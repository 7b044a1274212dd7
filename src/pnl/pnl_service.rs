use chrono::{NaiveDate, Utc};
use log::{debug, info, warn};
use rust_decimal::Decimal;
use std::collections::HashMap;
use std::sync::Arc;

use super::pnl_errors::{PnlError, Result};
use super::pnl_model::{BatchPnlSummary, DailyPnl};
use super::pnl_repository::PnlRepository;
use crate::config::{AppConfig, MissingPriceStrategy};
use crate::ledger::LedgerRepository;
use crate::market_data::{MarketDataRepositoryTrait, PriceBar};
use crate::utils::time_utils::get_days_between;

/// Mark-to-market valuation over the persisted price series and lot ledger.
/// `compute_daily` is reproducible: it re-derives everything from the
/// allocation ledger rather than trusting prior rows.
pub struct PnlCalculator {
    market_data: Arc<dyn MarketDataRepositoryTrait>,
    ledger: Arc<LedgerRepository>,
    repository: Arc<PnlRepository>,
    config: AppConfig,
}

struct EffectivePosition {
    quantity: Decimal,
    total_cost: Decimal,
    realized_day: Decimal,
}

impl PnlCalculator {
    pub fn new(
        market_data: Arc<dyn MarketDataRepositoryTrait>,
        ledger: Arc<LedgerRepository>,
        repository: Arc<PnlRepository>,
        config: AppConfig,
    ) -> Self {
        Self {
            market_data,
            ledger,
            repository,
            config,
        }
    }

    /// Values the open position for `(owner, symbol)` at end of `date` and
    /// upserts the daily PnL row. Returns `None` when there is nothing to
    /// value for that day.
    pub fn compute_daily(
        &self,
        owner_id: &str,
        symbol: &str,
        date: NaiveDate,
    ) -> Result<Option<DailyPnl>> {
        let symbol = symbol.trim().to_ascii_uppercase();
        debug!("Computing daily PnL for {}/{} at {}", owner_id, symbol, date);

        let position = self.effective_position(owner_id, &symbol, date)?;
        if position.quantity.is_zero() && position.realized_day.is_zero() {
            debug!("No position for {}/{} at {}", owner_id, symbol, date);
            return Ok(None);
        }

        let (bar, is_stale) = self.market_price(&symbol, date)?;
        let market_price = bar.price(self.config.price_source);
        if is_stale {
            warn!(
                "{}: no price at {}, back-filled from {}",
                symbol, date, bar.date
            );
        }

        let quantity = position.quantity;
        let total_cost = position.total_cost;
        let market_value = quantity * market_price;
        let unrealized_pnl = market_value - total_cost;
        let weighted_avg_cost = if quantity > Decimal::ZERO {
            total_cost / quantity
        } else {
            Decimal::ZERO
        };
        let unrealized_pnl_pct = if total_cost > Decimal::ZERO {
            unrealized_pnl / total_cost
        } else {
            Decimal::ZERO
        };
        let realized_pnl_pct = if total_cost > Decimal::ZERO {
            position.realized_day / total_cost
        } else {
            Decimal::ZERO
        };

        let row = DailyPnl {
            owner_id: owner_id.to_string(),
            symbol: symbol.clone(),
            valuation_date: date,
            quantity,
            weighted_avg_cost,
            market_price,
            market_value,
            unrealized_pnl,
            unrealized_pnl_pct,
            realized_pnl_day: position.realized_day,
            realized_pnl_pct,
            total_cost,
            price_date: Some(bar.date),
            is_stale_price: is_stale,
            calculated_at: Utc::now(),
        };
        self.repository.upsert_daily_pnl(&row)?;

        debug!(
            "{}/{} at {}: qty {}, unrealized {}, realized {}",
            owner_id, symbol, date, quantity, unrealized_pnl, position.realized_day
        );
        Ok(Some(row))
    }

    /// Values every active symbol of the owner over a date range. Failures
    /// are collected, not propagated; the summary reports partial success.
    pub fn batch_compute(
        &self,
        owner_id: &str,
        start: NaiveDate,
        end: NaiveDate,
        only_trading_days: bool,
    ) -> Result<BatchPnlSummary> {
        if start > end {
            return Err(PnlError::InvalidInput(
                "start date is after end date".to_string(),
            ));
        }

        let symbols = self.ledger.get_active_symbols(owner_id)?;
        let dates = if only_trading_days {
            self.market_data.get_trading_days(start, end)?
        } else {
            get_days_between(start, end)
        };
        info!(
            "Batch PnL for {}: {} symbols over {} dates",
            owner_id,
            symbols.len(),
            dates.len()
        );

        let mut summary = BatchPnlSummary::default();
        for date in &dates {
            for symbol in &symbols {
                match self.compute_daily(owner_id, symbol, *date) {
                    Ok(Some(_)) => summary.computed += 1,
                    Ok(None) => summary.skipped += 1,
                    Err(e) => {
                        summary.failed += 1;
                        summary
                            .failures
                            .push((*date, symbol.clone(), e.to_string()));
                    }
                }
            }
        }

        info!(
            "Batch PnL complete: {} computed, {} skipped, {} failed",
            summary.computed, summary.skipped, summary.failed
        );
        Ok(summary)
    }

    pub fn get_daily_pnl(
        &self,
        owner_id: &str,
        symbol: Option<&str>,
        start: Option<NaiveDate>,
        end: Option<NaiveDate>,
    ) -> Result<Vec<DailyPnl>> {
        self.repository.get_daily_pnl(owner_id, symbol, start, end)
    }

    /// Replays the allocation ledger up to `date` to derive the effective
    /// open quantity and cost at end of day, plus the realized PnL of sells
    /// dated exactly `date`.
    fn effective_position(
        &self,
        owner_id: &str,
        symbol: &str,
        date: NaiveDate,
    ) -> Result<EffectivePosition> {
        let lots = self.ledger.get_lots(owner_id, Some(symbol))?;
        let allocations = self.ledger.get_allocations_with_sell_dates(owner_id, symbol)?;

        let mut consumed_by_lot: HashMap<&str, Decimal> = HashMap::new();
        let mut realized_day = Decimal::ZERO;
        for (allocation, sell_date) in &allocations {
            if *sell_date <= date {
                *consumed_by_lot
                    .entry(allocation.lot_id.as_str())
                    .or_insert(Decimal::ZERO) += allocation.quantity_sold;
            }
            if *sell_date == date {
                realized_day += allocation.realized_pnl;
            }
        }

        let mut quantity = Decimal::ZERO;
        let mut total_cost = Decimal::ZERO;
        for lot in &lots {
            if lot.purchase_date > date {
                continue;
            }
            let consumed = consumed_by_lot
                .get(lot.id.as_str())
                .copied()
                .unwrap_or(Decimal::ZERO);
            let effective_remaining = lot.original_quantity - consumed;
            if effective_remaining > Decimal::ZERO {
                quantity += effective_remaining;
                total_cost += effective_remaining * lot.cost_basis_per_share;
            }
        }

        Ok(EffectivePosition {
            quantity,
            total_cost,
            realized_day,
        })
    }

    /// Price for the valuation date under the configured missing-price
    /// strategy. The bool marks a back-filled (stale) price.
    fn market_price(&self, symbol: &str, date: NaiveDate) -> Result<(PriceBar, bool)> {
        if let Some(bar) = self.market_data.get_price_at(symbol, date)? {
            return Ok((bar, false));
        }
        match self.config.missing_price_strategy {
            MissingPriceStrategy::Strict => Err(PnlError::NoPrice {
                symbol: symbol.to_string(),
                date,
            }),
            MissingPriceStrategy::Backfill => self
                .market_data
                .get_price_at_or_before(symbol, date)?
                .map(|bar| (bar, true))
                .ok_or(PnlError::NoPrice {
                    symbol: symbol.to_string(),
                    date,
                }),
        }
    }
}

■ **Work order**
Each line of the listing above that includes the word "crate" should be copied.

■ **Answer space**
use crate::config::{AppConfig, MissingPriceStrategy};
use crate::ledger::LedgerRepository;
use crate::market_data::{MarketDataRepositoryTrait, PriceBar};
use crate::utils::time_utils::get_days_between;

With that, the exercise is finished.